== What to work on ==
Each of the following records is to be printed verbatim.
-- Data records follows --
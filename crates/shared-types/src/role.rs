use serde::{Deserialize, Serialize};
use std::fmt;
use std::str::FromStr;

use crate::{ShellError, StandaloneApp};

/// The user type selected in the role switcher. Picks the menu tree and the
/// dashboard set for the session.
#[derive(Debug, Clone, Copy, Serialize, Deserialize, PartialEq, Eq, Hash, Default)]
#[serde(rename_all = "lowercase")]
pub enum Role {
    #[default]
    Admin,
    Faculty,
    Department,
    Student,
    Lecturer,
}

impl Role {
    /// Every role, in the order the role switcher lists them.
    pub const ALL: [Role; 5] = [
        Role::Admin,
        Role::Faculty,
        Role::Department,
        Role::Student,
        Role::Lecturer,
    ];

    /// Lowercase key used in config files and menu tables.
    pub fn as_str(&self) -> &'static str {
        match self {
            Role::Admin => "admin",
            Role::Faculty => "faculty",
            Role::Department => "department",
            Role::Student => "student",
            Role::Lecturer => "lecturer",
        }
    }

    pub fn label(&self) -> &'static str {
        match self {
            Role::Admin => "Administrator",
            Role::Faculty => "Faculty Dean",
            Role::Department => "Head of Department",
            Role::Student => "Student",
            Role::Lecturer => "Lecturer",
        }
    }

    /// Parse a role key. Unknown values default to Admin.
    pub fn from_str_or_default(s: &str) -> Self {
        s.parse().unwrap_or_default()
    }

    /// The role-owned application that replaces the shared shell, if any.
    pub fn standalone_app(&self) -> Option<StandaloneApp> {
        match self {
            Role::Student => Some(StandaloneApp::StudentPortal),
            Role::Lecturer => Some(StandaloneApp::LecturerPortal),
            Role::Admin | Role::Faculty | Role::Department => None,
        }
    }

    /// Returns true if selecting this role bypasses the shared shell.
    pub fn is_self_contained(&self) -> bool {
        self.standalone_app().is_some()
    }
}

impl FromStr for Role {
    type Err = ShellError;

    fn from_str(s: &str) -> Result<Self, Self::Err> {
        match s.trim().to_lowercase().as_str() {
            "admin" => Ok(Role::Admin),
            "faculty" => Ok(Role::Faculty),
            "department" => Ok(Role::Department),
            "student" => Ok(Role::Student),
            "lecturer" => Ok(Role::Lecturer),
            _ => Err(ShellError::unknown_role(s)),
        }
    }
}

impl fmt::Display for Role {
    fn fmt(&self, f: &mut fmt::Formatter<'_>) -> fmt::Result {
        f.write_str(self.as_str())
    }
}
-- Data records concluded --
== Solution for this exercise ==
filename crates/shared-types/src/role.rs
use serde::{Deserialize, Serialize};
use std::fmt;
use std::str::FromStr;

use crate::{ShellError, StandaloneApp};

/// The user type selected in the role switcher. Picks the menu tree and the
/// dashboard set for the session.
#[derive(Debug, Clone, Copy, Serialize, Deserialize, PartialEq, Eq, Hash, Default)]
#[serde(rename_all = "lowercase")]
pub enum Role {
    #[default]
    Admin,
    Faculty,
    Department,
    Student,
    Lecturer,
}

impl Role {
    /// Every role, in the order the role switcher lists them.
    pub const ALL: [Role; 5] = [
        Role::Admin,
        Role::Faculty,
        Role::Department,
        Role::Student,
        Role::Lecturer,
    ];

    /// Lowercase key used in config files and menu tables.
    pub fn as_str(&self) -> &'static str {
        match self {
            Role::Admin => "admin",
            Role::Faculty => "faculty",
            Role::Department => "department",
            Role::Student => "student",
            Role::Lecturer => "lecturer",
        }
    }

    pub fn label(&self) -> &'static str {
        match self {
            Role::Admin => "Administrator",
            Role::Faculty => "Faculty Dean",
            Role::Department => "Head of Department",
            Role::Student => "Student",
            Role::Lecturer => "Lecturer",
        }
    }

    /// Parse a role key. Unknown values default to Admin.
    pub fn from_str_or_default(s: &str) -> Self {
        s.parse().unwrap_or_default()
    }

    /// The role-owned application that replaces the shared shell, if any.
    pub fn standalone_app(&self) -> Option<StandaloneApp> {
        match self {
            Role::Student => Some(StandaloneApp::StudentPortal),
            Role::Lecturer => Some(StandaloneApp::LecturerPortal),
            Role::Admin | Role::Faculty | Role::Department => None,
        }
    }

    /// Returns true if selecting this role bypasses the shared shell.
    pub fn is_self_contained(&self) -> bool {
        self.standalone_app().is_some()
    }
}

impl FromStr for Role {
    type Err = ShellError;

    fn from_str(s: &str) -> Result<Self, Self::Err> {
        match s.trim().to_lowercase().as_str() {
            "admin" => Ok(Role::Admin),
            "faculty" => Ok(Role::Faculty),
            "department" => Ok(Role::Department),
            "student" => Ok(Role::Student),
            "lecturer" => Ok(Role::Lecturer),
            _ => Err(ShellError::unknown_role(s)),
        }
    }
}

impl fmt::Display for Role {
    fn fmt(&self, f: &mut fmt::Formatter<'_>) -> fmt::Result {
        f.write_str(self.as_str())
    }
}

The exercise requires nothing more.